→ **YOUR OBJECTIVE**:
The answer must be every line below that holds the word "Whether".

→ **MATERIAL SUPPLIED**:
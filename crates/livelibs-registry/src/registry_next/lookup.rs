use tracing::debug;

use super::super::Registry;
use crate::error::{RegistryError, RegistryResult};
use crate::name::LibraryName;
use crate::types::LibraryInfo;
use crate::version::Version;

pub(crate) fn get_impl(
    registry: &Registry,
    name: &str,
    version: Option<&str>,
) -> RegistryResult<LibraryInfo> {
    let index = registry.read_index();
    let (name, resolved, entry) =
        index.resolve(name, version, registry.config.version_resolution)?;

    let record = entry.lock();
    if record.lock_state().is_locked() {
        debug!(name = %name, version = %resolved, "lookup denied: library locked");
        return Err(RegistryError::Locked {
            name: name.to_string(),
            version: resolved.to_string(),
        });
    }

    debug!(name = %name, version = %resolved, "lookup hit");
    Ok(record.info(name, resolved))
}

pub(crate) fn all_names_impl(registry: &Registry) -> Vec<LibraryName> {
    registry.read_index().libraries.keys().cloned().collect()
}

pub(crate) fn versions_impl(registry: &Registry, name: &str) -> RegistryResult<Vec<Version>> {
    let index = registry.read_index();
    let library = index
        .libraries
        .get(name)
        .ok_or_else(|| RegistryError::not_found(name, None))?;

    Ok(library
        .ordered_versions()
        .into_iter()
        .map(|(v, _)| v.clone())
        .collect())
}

* * *

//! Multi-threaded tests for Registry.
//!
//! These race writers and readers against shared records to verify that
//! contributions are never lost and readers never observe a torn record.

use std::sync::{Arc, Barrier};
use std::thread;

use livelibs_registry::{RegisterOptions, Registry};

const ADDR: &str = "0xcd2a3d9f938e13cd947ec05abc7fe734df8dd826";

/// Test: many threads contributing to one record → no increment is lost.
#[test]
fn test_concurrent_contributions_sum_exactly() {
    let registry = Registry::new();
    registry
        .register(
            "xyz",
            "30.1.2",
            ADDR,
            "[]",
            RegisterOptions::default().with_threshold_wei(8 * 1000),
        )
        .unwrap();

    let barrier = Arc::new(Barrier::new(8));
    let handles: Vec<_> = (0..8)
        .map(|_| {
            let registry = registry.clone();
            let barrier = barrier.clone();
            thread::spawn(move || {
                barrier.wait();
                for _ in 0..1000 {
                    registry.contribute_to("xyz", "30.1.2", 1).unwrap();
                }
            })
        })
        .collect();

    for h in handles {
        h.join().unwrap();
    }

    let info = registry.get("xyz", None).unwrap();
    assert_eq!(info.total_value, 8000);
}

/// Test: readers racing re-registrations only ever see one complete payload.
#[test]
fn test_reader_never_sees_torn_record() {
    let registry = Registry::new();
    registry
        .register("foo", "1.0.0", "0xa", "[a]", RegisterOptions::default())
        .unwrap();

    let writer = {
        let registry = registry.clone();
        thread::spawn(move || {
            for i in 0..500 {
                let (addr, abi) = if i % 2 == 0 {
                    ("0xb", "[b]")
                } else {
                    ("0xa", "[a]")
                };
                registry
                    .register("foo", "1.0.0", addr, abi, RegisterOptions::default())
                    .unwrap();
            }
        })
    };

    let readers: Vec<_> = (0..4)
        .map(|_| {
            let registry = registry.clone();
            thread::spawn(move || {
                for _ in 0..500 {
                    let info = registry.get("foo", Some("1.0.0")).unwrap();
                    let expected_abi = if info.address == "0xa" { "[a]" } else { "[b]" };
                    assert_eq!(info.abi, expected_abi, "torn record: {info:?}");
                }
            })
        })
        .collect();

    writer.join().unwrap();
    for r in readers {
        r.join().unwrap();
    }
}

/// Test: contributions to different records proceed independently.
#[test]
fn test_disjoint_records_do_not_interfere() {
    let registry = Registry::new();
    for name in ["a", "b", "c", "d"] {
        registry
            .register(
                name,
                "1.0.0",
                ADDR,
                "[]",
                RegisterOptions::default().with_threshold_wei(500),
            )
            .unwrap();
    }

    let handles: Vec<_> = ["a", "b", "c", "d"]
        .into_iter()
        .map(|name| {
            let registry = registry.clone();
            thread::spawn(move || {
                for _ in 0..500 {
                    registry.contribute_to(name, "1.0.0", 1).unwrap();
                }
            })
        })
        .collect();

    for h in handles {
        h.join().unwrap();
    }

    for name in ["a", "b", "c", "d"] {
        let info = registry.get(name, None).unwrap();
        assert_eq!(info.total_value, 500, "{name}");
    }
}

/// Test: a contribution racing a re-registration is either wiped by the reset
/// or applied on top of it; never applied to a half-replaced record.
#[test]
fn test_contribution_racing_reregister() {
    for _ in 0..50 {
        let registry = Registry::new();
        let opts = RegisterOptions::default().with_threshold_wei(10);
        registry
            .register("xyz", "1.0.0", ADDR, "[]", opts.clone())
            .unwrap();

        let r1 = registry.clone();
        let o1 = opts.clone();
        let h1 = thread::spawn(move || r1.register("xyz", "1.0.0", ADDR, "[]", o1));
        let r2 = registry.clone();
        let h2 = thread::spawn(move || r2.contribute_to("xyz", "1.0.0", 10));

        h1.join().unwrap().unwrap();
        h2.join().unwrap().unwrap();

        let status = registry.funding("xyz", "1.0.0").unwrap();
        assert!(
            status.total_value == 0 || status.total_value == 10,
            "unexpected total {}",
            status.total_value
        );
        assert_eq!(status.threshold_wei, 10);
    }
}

--

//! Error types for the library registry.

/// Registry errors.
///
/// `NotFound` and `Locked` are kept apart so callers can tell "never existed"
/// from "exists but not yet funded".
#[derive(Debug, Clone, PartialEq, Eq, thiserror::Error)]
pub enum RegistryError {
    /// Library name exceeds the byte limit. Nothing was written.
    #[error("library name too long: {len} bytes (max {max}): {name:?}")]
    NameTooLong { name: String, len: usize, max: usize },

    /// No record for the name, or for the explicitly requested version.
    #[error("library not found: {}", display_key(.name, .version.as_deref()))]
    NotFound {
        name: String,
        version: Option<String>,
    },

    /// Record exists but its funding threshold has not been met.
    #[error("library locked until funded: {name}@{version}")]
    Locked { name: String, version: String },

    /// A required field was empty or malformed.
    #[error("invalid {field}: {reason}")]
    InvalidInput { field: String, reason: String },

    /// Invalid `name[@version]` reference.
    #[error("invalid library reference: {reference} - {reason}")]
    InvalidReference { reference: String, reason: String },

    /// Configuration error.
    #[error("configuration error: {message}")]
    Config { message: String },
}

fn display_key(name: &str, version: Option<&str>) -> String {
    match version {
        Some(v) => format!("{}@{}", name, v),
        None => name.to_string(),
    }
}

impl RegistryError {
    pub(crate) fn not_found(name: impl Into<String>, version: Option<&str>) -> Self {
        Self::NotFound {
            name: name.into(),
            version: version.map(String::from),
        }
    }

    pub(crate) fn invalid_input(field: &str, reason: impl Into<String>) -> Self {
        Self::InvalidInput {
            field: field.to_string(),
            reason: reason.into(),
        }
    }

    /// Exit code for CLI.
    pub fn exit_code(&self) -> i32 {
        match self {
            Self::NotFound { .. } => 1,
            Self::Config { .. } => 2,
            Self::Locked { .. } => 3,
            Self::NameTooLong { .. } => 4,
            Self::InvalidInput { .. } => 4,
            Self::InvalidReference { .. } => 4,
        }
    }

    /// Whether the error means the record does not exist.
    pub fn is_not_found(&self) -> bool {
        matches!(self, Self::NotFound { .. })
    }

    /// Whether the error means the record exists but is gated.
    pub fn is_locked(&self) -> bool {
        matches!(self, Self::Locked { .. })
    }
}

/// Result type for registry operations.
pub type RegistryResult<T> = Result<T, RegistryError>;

→ **RESPONSE TO THIS EXERCISE**:
    /// Whether the error means the record does not exist.
    /// Whether the error means the record exists but is gated.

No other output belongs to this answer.